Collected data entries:
=-=-=
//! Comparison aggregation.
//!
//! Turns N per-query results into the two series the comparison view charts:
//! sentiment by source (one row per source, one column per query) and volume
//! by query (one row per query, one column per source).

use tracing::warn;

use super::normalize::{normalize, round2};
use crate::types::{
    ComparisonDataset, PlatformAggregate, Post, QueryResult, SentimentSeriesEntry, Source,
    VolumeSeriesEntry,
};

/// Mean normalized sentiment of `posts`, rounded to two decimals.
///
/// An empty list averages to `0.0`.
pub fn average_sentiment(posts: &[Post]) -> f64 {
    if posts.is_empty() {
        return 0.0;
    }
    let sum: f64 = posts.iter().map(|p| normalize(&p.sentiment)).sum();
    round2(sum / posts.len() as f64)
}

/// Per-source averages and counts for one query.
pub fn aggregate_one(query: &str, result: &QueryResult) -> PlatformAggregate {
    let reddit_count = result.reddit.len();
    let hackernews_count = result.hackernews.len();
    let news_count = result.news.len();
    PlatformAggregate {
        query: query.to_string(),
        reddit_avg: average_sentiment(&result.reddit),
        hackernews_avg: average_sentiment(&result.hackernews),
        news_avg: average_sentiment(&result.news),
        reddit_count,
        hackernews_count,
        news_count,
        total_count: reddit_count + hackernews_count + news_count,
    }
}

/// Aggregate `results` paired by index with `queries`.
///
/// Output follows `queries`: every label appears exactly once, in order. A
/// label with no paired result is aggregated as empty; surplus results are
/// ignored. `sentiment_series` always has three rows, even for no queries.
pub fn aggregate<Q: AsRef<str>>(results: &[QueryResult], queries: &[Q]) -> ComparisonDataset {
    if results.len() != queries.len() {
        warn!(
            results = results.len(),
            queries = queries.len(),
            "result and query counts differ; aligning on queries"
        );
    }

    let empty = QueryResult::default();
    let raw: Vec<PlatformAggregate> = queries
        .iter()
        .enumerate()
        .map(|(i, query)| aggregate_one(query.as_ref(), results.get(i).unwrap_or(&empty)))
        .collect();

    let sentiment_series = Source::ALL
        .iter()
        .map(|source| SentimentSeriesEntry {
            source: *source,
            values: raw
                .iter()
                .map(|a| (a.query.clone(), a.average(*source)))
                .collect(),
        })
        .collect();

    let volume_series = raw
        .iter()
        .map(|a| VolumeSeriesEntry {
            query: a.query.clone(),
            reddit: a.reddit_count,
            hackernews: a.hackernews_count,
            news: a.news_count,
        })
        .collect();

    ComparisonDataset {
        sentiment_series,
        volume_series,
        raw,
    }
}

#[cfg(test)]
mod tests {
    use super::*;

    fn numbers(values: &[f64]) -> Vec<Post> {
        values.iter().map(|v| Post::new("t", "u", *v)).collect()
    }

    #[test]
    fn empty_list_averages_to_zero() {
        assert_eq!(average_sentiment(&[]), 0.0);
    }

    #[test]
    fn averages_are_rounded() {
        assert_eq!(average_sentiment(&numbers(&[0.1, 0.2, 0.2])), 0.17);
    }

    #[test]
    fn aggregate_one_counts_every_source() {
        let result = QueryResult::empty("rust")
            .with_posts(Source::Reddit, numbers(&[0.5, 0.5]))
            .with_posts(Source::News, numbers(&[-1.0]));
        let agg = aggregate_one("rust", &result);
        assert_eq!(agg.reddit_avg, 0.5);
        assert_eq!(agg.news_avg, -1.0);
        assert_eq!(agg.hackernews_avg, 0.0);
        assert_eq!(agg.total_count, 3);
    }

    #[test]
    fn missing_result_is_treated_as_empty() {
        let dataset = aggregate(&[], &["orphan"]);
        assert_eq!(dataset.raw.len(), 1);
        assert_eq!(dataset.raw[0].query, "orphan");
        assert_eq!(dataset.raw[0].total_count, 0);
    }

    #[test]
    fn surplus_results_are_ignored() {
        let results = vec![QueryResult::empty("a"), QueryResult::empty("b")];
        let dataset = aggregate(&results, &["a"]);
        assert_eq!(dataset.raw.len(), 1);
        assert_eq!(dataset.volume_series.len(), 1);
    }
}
=-=-=
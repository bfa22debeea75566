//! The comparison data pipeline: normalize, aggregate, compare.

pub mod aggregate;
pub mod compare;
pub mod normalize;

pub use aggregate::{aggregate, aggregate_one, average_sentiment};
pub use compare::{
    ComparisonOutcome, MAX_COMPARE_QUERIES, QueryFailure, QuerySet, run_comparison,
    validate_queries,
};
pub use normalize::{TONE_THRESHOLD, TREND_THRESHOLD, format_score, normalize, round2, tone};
=-=-=
#### What the exercise asks:
Reproduce every line above containing "column".

#### Expected answer:
//! sentiment by source (one row per source, one column per query) and volume
//! by query (one row per query, one column per source).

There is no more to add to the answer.